:: ASSIGNMENT ::
From the entries that follow, copy each line containing the word "StorageBackend".

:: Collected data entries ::
- - - - -

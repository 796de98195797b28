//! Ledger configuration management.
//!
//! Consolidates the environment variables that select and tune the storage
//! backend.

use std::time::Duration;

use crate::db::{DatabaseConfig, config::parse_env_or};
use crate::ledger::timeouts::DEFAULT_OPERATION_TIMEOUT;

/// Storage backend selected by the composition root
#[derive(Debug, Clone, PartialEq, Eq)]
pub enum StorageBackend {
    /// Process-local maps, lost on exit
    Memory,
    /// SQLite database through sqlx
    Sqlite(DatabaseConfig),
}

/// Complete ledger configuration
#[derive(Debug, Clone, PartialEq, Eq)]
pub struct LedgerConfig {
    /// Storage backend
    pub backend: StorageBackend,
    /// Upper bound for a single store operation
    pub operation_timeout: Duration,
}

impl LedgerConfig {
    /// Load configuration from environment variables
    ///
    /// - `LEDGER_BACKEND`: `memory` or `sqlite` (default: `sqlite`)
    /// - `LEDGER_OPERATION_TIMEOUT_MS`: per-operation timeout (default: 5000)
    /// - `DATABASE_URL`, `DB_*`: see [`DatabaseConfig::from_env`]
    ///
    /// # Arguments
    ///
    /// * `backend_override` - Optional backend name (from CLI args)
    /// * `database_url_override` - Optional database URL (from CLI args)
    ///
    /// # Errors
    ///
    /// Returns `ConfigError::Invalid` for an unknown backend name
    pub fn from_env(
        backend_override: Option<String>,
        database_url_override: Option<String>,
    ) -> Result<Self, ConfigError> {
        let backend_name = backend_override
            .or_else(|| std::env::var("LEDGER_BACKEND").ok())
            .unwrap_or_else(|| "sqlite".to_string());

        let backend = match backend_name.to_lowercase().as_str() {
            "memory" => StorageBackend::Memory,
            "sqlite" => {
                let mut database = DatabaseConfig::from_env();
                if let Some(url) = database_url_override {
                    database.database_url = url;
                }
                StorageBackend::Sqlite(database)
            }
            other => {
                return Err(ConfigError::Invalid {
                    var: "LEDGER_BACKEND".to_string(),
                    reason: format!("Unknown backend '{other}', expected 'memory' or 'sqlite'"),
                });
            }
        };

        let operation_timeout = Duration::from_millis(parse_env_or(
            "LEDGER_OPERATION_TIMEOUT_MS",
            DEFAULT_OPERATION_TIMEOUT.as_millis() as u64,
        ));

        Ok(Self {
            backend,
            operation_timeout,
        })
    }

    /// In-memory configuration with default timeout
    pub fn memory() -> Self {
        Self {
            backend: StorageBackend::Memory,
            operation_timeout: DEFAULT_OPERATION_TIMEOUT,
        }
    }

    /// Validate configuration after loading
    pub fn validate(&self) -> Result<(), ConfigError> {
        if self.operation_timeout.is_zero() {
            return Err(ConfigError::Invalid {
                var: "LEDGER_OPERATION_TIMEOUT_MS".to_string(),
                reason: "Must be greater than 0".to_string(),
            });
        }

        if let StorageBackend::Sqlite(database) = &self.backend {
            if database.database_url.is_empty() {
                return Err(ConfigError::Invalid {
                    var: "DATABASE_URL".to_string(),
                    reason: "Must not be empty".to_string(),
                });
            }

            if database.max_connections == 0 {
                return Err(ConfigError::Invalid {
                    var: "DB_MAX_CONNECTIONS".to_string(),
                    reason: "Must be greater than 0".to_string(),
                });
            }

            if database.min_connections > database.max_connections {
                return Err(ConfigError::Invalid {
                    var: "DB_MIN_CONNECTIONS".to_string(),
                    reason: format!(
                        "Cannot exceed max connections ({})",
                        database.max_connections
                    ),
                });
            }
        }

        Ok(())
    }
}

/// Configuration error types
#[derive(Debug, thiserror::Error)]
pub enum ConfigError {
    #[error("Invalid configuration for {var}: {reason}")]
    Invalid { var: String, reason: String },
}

- - - - -

:: RESPONSE TO THIS EXERCISE ::
pub enum StorageBackend {
    pub backend: StorageBackend,
            "memory" => StorageBackend::Memory,
                StorageBackend::Sqlite(database)
            backend: StorageBackend::Memory,
        if let StorageBackend::Sqlite(database) = &self.backend {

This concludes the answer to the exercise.